His lips quivered around the barrel. Unlike Sherlock's, his was a simple sheet of white paper left it in the middle of the kitchen table, a corner safely tucked under Sherlock's microscope to make sure it would not be moved by a draught. Half a page of carefully constructed sentences. Simple and to point. Assurances that this was no one's fault, that they should not blame themselves – after all it had been a long time brewing, way before he had met Sherlock, before he had been given a reason to be alive and now, now John had come full circle back to the starting point. The finish line.
He stared at the bathroom tiles letting his mind drift through the memory of the past three days, washing all the dishes, folding his clothes, getting rid of the perishables in the fridge – and all the body parts which Sherlock had left, never to be experimented upon... His hand shook as his breath clutched somewhere midway up his windpipe and he exhaled through his nose. He had done every chore he had been able to think of, throwing away the garbage, making sure the gas was not on.
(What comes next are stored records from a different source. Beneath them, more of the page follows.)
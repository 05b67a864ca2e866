//! Tests for pipeline wiring and lifecycle.

use anyhow::{Result, anyhow};
use ironbatch::testing::*;
use ironbatch::*;
use std::sync::Arc;
use std::thread;
use std::time::Duration;

fn unbox<T: 'static>(item: Item) -> Result<T> {
    item.downcast::<T>()
        .map(|b| *b)
        .map_err(|_| anyhow!("unexpected item type"))
}

fn drain<T: 'static>(pipeline: &mut Pipeline) -> Result<Vec<T>> {
    let mut out = Vec::new();
    for item in pipeline.by_ref() {
        out.push(unbox::<T>(item?)?);
    }
    Ok(out)
}

#[test]
fn test_pipeline_needs_exactly_one_leading_source() -> Result<()> {
    assert!(matches!(Pipeline::new(Vec::new()), Err(PipelineError::Config(_))));

    let not_source = Stage::threads(StageSpec::default(), |x: u8| Ok(x));
    assert!(matches!(
        Pipeline::new(vec![not_source]),
        Err(PipelineError::Config(_))
    ));

    assert!(matches!(
        Pipeline::new(vec![Stage::source(0..3), Stage::source(0..3)]),
        Err(PipelineError::Config(_))
    ));
    Ok(())
}

#[test]
fn test_stage_spec_validation() {
    assert!(matches!(StageSpec::new(0, 1), Err(PipelineError::Config(_))));
    assert!(matches!(StageSpec::new(1, 0), Err(PipelineError::Config(_))));
    assert!(StageSpec::new(3, 2).is_ok());
}

#[test]
fn test_default_stage_names() -> Result<()> {
    let pipeline = Pipeline::new(vec![
        Stage::source(0u8..3),
        Stage::threads(StageSpec::default(), |x: u8| Ok(x)),
        Stage::threads(StageSpec::default(), |x: u8| Ok(x)).named("identity"),
    ])?;
    let names: Vec<&str> = pipeline.stage_names().collect();
    assert_eq!(names, vec!["source-0", "threads-1", "identity"]);
    Ok(())
}

#[test]
fn test_exit_without_enter_is_a_noop() -> Result<()> {
    let mut pipeline = Pipeline::new(vec![Stage::source(0..3)])?;
    pipeline.exit();
    pipeline.exit();
    assert_eq!(pipeline.state(), PipelineState::Idle);
    assert_eq!(pipeline.live_workers(), 0);
    Ok(())
}

#[test]
fn test_enter_twice_and_reenter_are_rejected() -> Result<()> {
    let mut pipeline = Pipeline::new(vec![Stage::source(0u64..)])?;
    pipeline.enter()?;
    assert!(matches!(pipeline.enter(), Err(PipelineError::Lifecycle(_))));

    pipeline.exit();
    assert_eq!(pipeline.state(), PipelineState::Closed);
    assert!(matches!(pipeline.enter(), Err(PipelineError::Lifecycle(_))));
    Ok(())
}

#[test]
fn test_pull_before_enter_and_after_exit() -> Result<()> {
    let mut pipeline = Pipeline::new(vec![Stage::source(0..3)])?;
    assert!(matches!(pipeline.next_item(), Some(Err(PipelineError::Lifecycle(_)))));
    pipeline.enter()?;
    pipeline.exit();
    assert!(matches!(pipeline.next_item(), Some(Err(PipelineError::Lifecycle(_)))));
    Ok(())
}

#[test]
fn test_iterating_an_inactive_pipeline_ends() -> Result<()> {
    let mut idle = Pipeline::new(vec![Stage::source(0u32..)])?;
    assert!(matches!(idle.next(), Some(Err(PipelineError::Lifecycle(_)))));
    assert!(idle.next().is_none());

    let mut closed = Pipeline::new(vec![Stage::source(0u32..)])?;
    closed.enter()?;
    closed.exit();
    assert_eq!(closed.by_ref().filter_map(|item| item.ok()).count(), 0);
    assert!(closed.next().is_none());

    // Errors from a never-entered pipeline do not block a later enter.
    let mut late = Pipeline::new(vec![Stage::source(0u32..3)])?;
    assert_eq!(late.by_ref().count(), 1);
    late.enter()?;
    assert_eq!(drain::<u32>(&mut late)?, vec![0, 1, 2]);
    Ok(())
}

#[test]
fn test_exit_twice_leaves_no_live_workers() -> Result<()> {
    let mut pipeline = Pipeline::new(vec![
        Stage::source(0u64..),
        Stage::threads(StageSpec::new(3, 2)?, |x: u64| Ok(x + 1)),
    ])?;
    pipeline.enter()?;
    assert_eq!(pipeline.live_workers(), 4);

    pipeline.exit();
    assert_eq!(pipeline.live_workers(), 0);
    assert_eq!(pipeline.state(), PipelineState::Closed);

    pipeline.exit();
    assert_eq!(pipeline.live_workers(), 0);
    assert_eq!(pipeline.state(), PipelineState::Closed);
    Ok(())
}

#[test]
fn test_single_worker_order_matches_reference() -> Result<()> {
    let source: Vec<u32> = (0..200).collect();
    let reference: Vec<u32> = source
        .iter()
        .map(|x| x * 3)
        .filter(|x| x % 2 == 0)
        .flat_map(|x| [x, x + 1])
        .collect();

    let mut pipeline = Pipeline::new(vec![
        Stage::source(source),
        Stage::threads(StageSpec::single(2)?, |x: u32| Ok(x * 3)),
        Stage::sequential(1, |inputs: Inputs<u32>| inputs.filter(|x| x % 2 == 0))?,
        Stage::sequential(3, |inputs: Inputs<u32>| inputs.flat_map(|x| [x, x + 1]))?,
    ])?;
    pipeline.enter()?;
    let out: Vec<u32> = drain(&mut pipeline)?;
    assert_collections_equal(&out, &reference);
    assert!(pipeline.is_active());
    assert!(pipeline.next_item().is_none());
    pipeline.exit();
    Ok(())
}

#[test]
fn test_thread_pool_processes_every_item() -> Result<()> {
    let mut pipeline = Pipeline::new(vec![
        Stage::source(0i64..500),
        Stage::threads(StageSpec::new(4, 8)?, |x: i64| Ok(x * x)),
        Stage::threads(StageSpec::new(3, 4)?, |x: i64| Ok(-x)),
    ])?;
    pipeline.enter()?;
    let out: Vec<i64> = drain(&mut pipeline)?;
    let expected: Vec<i64> = (0i64..500).map(|x| -(x * x)).collect();
    assert_collections_unordered_equal(&out, &expected);
    Ok(())
}

#[test]
fn test_backpressure_bounds_items_in_flight() -> Result<()> {
    let source = CountingSource::naturals();
    let drawn = source.counter();
    let mut pipeline = Pipeline::new(vec![
        Stage::source(source),
        Stage::threads(StageSpec::single(1)?, |x: u64| Ok(x)),
    ])?;
    pipeline.enter()?;
    let first = pipeline.next_item().ok_or_else(|| anyhow!("no item"))??;
    assert_eq!(unbox::<u64>(first)?, 0);

    thread::sleep(Duration::from_millis(100));
    // Two one-slot buffers plus one item held by each worker.
    assert!(drawn.get() <= 5, "drew {} items", drawn.get());
    pipeline.exit();
    Ok(())
}

#[test]
fn test_drop_joins_workers() -> Result<()> {
    let token = Arc::new(());
    let held = Arc::clone(&token);
    let mut pipeline = Pipeline::new(vec![
        Stage::source(0u64..),
        Stage::threads(StageSpec::new(2, 1)?, move |x: u64| {
            let _ = &held;
            Ok(x)
        }),
    ])?;
    pipeline.enter()?;
    assert!(pipeline.next_item().is_some());
    drop(pipeline);
    assert_eq!(Arc::strong_count(&token), 1);
    Ok(())
}

#[test]
fn test_stats_after_exit() -> Result<()> {
    let mut pipeline = Pipeline::new(vec![
        Stage::source(0u32..10),
        Stage::threads(StageSpec::default(), |x: u32| Ok(x * 2)).named("double"),
    ])?;
    pipeline.enter()?;
    let out: Vec<u32> = drain(&mut pipeline)?;
    assert_eq!(out.len(), 10);
    pipeline.exit();

    let stats = pipeline.stats();
    assert_eq!(stats.state, "closed");
    assert_eq!(stats.live_workers, 0);
    let double = stats.stage("double").ok_or_else(|| anyhow!("missing stage"))?;
    assert_eq!(double.kind, "threads");
    assert_eq!(double.received, 10);
    assert_eq!(double.emitted, 10);
    assert_eq!(double.failures, 0);

    let json = stats.to_json();
    assert_eq!(json["stages"][0]["emitted"], 10);
    Ok(())
}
Almost as if were going away for a holiday, John had made sure no one would have to deal with the chaos which would have been left in his wake.
That no one would have to clean behind him. Which was why John was balancing on the edge of the tub, his handgun scratching the roof of his mouth. It would be easier to get rid of the stains, to wipe away any sign John had ever been there.
Like he had been wiped away.
In the span of a single day Sherlock's entire life had been erased, twisted into something grotesque, until there had been nothing left but Sherlock himself. And before those twenty-four hours had been done with, he had been gone too. Dead.
He was dead. Sherlock had killed himself. And John really wished he could scream – he wished he had the energy to rage, rage against all that, to curl his fingers into fists and hit the white tiles that lined the wall in front of him until his knuckles bled. But there was nothing left in him. Just a dull sense of emptiness, like his insides had been scrubbed out and his body had become a bleached out sack of flesh and bone which still persisted in living. In spite of him being dead already.
He had died seven weeks before, there on the pavement in front of 's when his fingers had curled around Sherlock's wrist and there had been nothing. There had been nothing, nothing...
John's eyes fluttered closed and he felt the emptiness claw at him almost viciously, stealing away his breath. It was... it was the worst of all his memories. Sand and blood and severed limbs, explosions and screams and soldiers crying out for their mothers, it all paled in comparison to those brief few moments John had held Sherlock's lifeless wrist. After he had fallen, coat billowing as gravity had pulled him down, down until he had hit the pavement. And John, he had been helpless, he had been there and he had been helpless while the most important person in his life had flown down to his death robbing him everything in the blink of an eye.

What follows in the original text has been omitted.